Task inputs:

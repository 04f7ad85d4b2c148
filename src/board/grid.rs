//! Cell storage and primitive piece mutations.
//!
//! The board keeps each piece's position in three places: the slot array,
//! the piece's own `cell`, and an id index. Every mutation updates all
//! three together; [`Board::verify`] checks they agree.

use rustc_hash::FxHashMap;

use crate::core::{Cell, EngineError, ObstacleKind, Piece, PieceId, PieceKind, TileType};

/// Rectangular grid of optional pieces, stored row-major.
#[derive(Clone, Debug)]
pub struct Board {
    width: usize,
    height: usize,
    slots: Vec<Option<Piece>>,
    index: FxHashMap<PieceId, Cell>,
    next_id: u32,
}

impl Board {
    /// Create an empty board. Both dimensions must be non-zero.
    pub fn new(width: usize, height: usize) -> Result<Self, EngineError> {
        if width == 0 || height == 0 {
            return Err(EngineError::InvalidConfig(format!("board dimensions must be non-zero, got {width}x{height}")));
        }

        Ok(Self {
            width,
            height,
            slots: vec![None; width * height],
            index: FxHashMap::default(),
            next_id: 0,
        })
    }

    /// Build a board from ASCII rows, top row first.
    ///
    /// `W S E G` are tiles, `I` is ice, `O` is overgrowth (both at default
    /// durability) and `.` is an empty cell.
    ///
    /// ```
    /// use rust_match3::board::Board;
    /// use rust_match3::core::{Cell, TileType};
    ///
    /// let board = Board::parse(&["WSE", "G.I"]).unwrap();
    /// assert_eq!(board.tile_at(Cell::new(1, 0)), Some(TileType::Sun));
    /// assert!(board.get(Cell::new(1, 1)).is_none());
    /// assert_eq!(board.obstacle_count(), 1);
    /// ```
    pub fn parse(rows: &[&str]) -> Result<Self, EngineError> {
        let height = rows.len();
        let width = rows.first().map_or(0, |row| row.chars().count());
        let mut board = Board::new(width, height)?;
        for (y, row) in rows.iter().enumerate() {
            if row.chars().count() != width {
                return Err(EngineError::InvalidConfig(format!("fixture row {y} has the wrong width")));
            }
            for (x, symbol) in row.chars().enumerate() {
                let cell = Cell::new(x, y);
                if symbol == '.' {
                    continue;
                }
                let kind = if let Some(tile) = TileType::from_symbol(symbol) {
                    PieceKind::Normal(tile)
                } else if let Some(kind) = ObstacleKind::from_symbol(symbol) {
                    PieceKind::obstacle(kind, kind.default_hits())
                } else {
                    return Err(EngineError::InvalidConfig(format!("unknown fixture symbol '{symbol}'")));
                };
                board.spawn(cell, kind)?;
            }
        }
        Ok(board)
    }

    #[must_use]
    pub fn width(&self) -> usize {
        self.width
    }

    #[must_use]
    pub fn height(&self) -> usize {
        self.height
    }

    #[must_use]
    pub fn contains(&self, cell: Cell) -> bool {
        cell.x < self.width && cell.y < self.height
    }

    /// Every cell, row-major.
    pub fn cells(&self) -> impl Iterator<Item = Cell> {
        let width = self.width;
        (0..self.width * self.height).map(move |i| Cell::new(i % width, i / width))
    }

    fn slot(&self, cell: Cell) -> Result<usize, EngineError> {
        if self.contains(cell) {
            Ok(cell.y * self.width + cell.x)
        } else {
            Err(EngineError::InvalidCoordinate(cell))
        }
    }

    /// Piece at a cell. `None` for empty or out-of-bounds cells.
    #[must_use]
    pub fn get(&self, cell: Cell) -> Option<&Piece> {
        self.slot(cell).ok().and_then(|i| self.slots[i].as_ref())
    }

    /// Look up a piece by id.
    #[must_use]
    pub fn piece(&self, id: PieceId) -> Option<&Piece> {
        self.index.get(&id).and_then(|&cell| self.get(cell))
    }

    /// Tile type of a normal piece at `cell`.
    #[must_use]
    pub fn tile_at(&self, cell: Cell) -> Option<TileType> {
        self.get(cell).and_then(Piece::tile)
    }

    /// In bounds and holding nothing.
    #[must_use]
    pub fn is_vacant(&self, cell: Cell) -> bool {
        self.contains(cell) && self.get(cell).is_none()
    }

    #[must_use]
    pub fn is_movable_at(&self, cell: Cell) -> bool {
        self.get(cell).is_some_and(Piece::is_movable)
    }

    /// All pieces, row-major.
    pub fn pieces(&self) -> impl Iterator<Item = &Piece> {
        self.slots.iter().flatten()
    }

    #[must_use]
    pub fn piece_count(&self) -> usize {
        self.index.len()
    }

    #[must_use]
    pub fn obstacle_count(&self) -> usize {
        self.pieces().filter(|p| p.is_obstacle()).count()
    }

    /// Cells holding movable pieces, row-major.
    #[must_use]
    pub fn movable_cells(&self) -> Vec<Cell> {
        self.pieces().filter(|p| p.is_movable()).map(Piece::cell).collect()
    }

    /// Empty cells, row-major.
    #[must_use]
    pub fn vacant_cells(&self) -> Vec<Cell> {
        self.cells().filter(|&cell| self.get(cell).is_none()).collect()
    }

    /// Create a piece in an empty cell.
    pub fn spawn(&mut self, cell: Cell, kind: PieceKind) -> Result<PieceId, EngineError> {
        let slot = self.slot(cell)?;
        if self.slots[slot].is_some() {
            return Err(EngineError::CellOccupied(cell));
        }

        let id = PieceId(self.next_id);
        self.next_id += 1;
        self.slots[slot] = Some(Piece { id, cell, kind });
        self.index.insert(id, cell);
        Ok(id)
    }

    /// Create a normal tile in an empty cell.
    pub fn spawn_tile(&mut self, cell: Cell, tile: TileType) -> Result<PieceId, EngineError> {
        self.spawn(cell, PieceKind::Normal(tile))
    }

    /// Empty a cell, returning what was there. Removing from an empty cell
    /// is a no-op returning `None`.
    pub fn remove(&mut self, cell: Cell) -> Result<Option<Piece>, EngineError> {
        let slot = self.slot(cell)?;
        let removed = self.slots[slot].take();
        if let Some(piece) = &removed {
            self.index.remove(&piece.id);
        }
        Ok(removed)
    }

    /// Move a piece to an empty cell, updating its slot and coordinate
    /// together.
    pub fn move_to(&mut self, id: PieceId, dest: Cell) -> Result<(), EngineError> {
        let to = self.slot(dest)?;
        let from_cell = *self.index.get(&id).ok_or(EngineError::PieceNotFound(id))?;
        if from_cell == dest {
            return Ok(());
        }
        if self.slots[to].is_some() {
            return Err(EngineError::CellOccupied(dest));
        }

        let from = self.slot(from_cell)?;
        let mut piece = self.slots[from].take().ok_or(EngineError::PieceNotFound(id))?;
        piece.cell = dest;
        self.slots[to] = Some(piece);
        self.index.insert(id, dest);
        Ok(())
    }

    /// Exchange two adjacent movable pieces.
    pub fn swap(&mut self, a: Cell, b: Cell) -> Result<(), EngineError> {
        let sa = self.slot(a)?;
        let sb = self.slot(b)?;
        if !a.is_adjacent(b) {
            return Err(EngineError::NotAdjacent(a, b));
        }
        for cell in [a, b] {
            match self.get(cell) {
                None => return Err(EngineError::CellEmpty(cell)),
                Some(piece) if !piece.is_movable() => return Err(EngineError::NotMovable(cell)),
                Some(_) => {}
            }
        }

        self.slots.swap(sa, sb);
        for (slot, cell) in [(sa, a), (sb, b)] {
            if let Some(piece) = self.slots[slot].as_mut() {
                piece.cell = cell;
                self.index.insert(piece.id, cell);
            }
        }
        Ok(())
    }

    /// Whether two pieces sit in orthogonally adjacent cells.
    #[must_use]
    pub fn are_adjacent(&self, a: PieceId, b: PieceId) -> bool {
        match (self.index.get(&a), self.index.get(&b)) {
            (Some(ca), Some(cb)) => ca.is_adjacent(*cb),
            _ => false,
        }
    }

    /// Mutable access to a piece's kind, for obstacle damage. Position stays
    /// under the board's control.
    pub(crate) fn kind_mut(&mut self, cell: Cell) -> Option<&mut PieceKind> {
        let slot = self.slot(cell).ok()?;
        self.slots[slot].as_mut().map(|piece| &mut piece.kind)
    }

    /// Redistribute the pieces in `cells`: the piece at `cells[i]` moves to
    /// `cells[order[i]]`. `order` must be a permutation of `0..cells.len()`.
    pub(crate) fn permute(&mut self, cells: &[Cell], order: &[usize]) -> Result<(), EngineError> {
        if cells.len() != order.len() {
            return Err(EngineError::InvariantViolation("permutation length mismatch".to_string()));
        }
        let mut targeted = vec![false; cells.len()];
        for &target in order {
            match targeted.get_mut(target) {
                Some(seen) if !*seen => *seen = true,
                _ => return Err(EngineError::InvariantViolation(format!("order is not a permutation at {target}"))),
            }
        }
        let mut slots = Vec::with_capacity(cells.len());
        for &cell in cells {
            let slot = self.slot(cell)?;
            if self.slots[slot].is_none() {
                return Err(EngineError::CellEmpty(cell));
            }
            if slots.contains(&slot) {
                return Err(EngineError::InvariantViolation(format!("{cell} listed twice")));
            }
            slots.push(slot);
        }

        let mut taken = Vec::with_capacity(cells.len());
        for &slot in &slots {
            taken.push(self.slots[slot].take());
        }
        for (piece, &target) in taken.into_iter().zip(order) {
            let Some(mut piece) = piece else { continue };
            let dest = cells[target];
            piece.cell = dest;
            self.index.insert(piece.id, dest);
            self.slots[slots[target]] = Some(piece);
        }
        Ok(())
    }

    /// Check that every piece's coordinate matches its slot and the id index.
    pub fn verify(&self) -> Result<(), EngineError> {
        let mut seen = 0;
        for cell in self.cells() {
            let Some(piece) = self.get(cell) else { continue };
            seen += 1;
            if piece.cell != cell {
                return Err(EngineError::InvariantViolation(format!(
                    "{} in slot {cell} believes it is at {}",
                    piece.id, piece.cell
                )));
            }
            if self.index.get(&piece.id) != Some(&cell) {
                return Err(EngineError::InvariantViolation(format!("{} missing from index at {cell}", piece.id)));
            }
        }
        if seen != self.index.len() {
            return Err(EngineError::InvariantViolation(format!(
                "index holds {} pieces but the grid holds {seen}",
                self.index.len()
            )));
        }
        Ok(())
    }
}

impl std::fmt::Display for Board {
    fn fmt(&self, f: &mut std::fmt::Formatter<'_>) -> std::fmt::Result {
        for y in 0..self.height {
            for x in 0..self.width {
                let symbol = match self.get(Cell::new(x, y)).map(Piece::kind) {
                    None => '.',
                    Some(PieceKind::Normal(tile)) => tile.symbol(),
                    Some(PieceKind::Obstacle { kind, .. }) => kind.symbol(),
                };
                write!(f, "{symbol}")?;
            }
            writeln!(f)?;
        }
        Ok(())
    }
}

---

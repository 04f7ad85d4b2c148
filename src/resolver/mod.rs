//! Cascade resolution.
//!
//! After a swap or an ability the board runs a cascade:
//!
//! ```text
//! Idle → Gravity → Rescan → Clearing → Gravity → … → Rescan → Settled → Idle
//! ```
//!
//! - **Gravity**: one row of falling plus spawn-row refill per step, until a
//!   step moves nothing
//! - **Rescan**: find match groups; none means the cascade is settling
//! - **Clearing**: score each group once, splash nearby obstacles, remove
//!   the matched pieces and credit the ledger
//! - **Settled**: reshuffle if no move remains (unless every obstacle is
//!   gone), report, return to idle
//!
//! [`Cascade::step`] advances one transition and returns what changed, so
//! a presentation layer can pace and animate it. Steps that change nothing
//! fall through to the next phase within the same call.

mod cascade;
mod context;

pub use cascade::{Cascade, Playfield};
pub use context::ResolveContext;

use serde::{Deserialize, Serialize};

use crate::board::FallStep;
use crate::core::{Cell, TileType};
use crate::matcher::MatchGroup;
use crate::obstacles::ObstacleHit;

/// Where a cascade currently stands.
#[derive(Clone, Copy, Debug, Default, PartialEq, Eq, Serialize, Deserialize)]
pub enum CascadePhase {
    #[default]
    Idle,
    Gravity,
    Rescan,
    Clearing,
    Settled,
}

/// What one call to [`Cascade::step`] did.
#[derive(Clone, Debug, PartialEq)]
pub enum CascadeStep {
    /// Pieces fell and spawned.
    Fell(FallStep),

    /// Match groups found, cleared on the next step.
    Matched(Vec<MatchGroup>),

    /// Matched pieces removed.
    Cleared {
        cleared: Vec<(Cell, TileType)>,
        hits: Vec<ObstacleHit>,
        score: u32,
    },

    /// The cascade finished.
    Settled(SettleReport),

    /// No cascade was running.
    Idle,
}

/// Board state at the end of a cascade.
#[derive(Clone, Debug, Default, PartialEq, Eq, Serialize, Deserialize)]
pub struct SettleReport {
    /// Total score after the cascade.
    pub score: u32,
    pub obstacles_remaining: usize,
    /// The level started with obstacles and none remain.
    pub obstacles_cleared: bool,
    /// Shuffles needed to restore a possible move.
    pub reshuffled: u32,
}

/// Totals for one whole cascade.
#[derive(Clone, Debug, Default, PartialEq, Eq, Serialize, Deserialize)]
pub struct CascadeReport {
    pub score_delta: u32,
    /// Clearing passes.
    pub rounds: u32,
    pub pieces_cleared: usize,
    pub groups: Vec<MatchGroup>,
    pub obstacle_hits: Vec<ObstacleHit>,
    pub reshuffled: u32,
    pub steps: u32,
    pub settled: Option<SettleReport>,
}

Task objective: The word "Item" appears in some lines of the data. Copy every one of those lines.

Output:
    pub fn cells(&self) -> impl Iterator<Item = Cell> {
    pub fn pieces(&self) -> impl Iterator<Item = &Piece> {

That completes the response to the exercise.